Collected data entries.
= Beginning of Section =

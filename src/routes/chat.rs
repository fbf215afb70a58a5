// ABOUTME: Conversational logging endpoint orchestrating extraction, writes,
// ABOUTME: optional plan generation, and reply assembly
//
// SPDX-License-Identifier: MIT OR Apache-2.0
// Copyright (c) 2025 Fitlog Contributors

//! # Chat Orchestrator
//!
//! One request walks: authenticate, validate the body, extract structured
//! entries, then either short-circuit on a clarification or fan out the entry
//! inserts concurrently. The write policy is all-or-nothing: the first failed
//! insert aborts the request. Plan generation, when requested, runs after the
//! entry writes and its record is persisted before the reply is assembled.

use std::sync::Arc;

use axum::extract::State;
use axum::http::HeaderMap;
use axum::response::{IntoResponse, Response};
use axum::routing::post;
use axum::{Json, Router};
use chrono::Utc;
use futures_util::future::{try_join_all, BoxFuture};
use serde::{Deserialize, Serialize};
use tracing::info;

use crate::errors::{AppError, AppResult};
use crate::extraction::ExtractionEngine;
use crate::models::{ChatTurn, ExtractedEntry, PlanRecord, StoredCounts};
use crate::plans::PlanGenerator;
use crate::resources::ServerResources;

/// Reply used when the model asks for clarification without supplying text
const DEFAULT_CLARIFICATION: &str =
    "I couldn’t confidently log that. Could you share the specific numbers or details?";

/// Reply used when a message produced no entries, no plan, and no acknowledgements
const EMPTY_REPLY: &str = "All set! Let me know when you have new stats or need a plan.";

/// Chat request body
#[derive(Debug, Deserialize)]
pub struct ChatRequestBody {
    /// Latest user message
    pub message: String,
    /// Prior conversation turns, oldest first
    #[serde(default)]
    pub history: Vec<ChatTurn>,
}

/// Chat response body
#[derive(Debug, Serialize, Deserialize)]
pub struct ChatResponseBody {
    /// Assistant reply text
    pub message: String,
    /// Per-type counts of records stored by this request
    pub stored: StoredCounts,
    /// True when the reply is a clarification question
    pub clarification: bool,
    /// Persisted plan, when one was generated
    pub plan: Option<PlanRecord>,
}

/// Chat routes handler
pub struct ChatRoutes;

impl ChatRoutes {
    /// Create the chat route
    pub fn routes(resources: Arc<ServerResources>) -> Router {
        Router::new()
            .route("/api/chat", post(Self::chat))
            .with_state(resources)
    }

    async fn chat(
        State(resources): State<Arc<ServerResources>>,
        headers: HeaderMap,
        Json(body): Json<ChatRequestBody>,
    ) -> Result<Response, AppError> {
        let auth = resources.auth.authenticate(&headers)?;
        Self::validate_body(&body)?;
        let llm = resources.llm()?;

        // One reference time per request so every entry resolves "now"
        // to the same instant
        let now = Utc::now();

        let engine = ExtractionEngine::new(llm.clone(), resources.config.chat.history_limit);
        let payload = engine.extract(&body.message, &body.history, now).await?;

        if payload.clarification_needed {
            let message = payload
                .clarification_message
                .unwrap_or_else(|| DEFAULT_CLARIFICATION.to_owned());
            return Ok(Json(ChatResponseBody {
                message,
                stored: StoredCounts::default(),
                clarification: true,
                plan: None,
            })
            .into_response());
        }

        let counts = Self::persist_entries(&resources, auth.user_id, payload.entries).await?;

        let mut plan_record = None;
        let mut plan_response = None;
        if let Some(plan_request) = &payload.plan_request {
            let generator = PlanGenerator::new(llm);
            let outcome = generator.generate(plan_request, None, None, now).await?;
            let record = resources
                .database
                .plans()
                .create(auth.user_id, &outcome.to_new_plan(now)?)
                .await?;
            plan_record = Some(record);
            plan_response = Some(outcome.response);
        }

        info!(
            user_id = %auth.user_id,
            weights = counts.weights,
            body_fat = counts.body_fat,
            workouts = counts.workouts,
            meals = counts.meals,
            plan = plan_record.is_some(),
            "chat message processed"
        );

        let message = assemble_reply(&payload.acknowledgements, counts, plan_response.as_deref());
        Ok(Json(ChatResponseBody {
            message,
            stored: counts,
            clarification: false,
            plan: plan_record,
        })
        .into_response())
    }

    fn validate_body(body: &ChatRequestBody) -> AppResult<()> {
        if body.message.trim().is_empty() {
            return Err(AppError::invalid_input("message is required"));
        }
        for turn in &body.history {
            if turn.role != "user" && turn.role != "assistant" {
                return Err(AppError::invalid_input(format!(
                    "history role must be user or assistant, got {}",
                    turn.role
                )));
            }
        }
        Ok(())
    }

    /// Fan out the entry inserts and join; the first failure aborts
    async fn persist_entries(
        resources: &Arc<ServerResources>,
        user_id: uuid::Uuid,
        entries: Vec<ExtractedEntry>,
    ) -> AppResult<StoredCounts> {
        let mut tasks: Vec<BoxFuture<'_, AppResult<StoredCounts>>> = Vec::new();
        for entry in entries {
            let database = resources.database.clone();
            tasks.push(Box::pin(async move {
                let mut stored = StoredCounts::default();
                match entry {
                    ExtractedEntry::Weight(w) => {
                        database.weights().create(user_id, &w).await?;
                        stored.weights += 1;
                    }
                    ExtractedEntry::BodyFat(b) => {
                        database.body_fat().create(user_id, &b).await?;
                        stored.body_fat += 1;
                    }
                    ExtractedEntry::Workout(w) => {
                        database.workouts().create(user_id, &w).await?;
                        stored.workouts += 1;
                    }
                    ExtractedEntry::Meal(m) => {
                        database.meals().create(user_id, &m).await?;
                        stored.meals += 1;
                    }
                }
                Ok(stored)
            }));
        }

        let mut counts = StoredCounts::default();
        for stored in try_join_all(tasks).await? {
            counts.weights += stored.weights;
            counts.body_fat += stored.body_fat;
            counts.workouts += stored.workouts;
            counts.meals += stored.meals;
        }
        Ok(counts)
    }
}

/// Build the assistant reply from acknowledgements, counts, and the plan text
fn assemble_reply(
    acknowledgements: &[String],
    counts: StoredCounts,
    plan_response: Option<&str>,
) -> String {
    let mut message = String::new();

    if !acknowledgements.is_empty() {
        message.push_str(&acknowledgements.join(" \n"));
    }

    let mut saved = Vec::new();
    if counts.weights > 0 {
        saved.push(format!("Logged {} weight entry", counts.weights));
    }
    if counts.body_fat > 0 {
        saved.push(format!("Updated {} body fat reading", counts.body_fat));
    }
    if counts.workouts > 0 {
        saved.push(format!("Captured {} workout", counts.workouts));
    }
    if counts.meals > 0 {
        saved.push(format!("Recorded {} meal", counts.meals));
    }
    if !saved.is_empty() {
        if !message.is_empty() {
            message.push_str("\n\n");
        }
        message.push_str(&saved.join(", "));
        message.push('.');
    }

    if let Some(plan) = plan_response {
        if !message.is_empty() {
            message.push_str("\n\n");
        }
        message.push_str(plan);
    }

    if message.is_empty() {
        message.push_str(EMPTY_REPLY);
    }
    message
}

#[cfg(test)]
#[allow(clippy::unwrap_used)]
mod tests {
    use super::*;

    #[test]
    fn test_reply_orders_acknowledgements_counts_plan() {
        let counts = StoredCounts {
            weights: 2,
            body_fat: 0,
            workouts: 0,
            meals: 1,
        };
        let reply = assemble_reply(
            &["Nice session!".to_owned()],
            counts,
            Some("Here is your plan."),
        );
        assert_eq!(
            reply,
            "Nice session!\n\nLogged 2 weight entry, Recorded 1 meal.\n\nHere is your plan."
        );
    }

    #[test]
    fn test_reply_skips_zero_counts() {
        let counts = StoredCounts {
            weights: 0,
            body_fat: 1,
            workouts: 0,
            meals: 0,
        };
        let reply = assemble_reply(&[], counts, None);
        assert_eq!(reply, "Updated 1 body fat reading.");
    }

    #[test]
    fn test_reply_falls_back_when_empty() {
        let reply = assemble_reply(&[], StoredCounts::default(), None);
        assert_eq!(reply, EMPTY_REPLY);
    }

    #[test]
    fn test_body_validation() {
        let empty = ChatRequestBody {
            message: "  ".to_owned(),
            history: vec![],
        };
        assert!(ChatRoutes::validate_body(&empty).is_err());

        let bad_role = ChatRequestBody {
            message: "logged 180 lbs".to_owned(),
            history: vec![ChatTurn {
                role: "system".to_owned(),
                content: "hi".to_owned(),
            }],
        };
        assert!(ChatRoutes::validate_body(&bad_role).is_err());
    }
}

= End of Section =

Only the lines from the start of the data to the line holding "use chrono::Utc;" are wanted; return them exactly, both ends included.

Reply.
filename src/routes/chat.rs
repository fbf215afb70a58a5
// ABOUTME: Conversational logging endpoint orchestrating extraction, writes,
// ABOUTME: optional plan generation, and reply assembly
//
// SPDX-License-Identifier: MIT OR Apache-2.0
// Copyright (c) 2025 Fitlog Contributors

//! # Chat Orchestrator
//!
//! One request walks: authenticate, validate the body, extract structured
//! entries, then either short-circuit on a clarification or fan out the entry
//! inserts concurrently. The write policy is all-or-nothing: the first failed
//! insert aborts the request. Plan generation, when requested, runs after the
//! entry writes and its record is persisted before the reply is assembled.

use std::sync::Arc;

use axum::extract::State;
use axum::http::HeaderMap;
use axum::response::{IntoResponse, Response};
use axum::routing::post;
use axum::{Json, Router};
use chrono::Utc;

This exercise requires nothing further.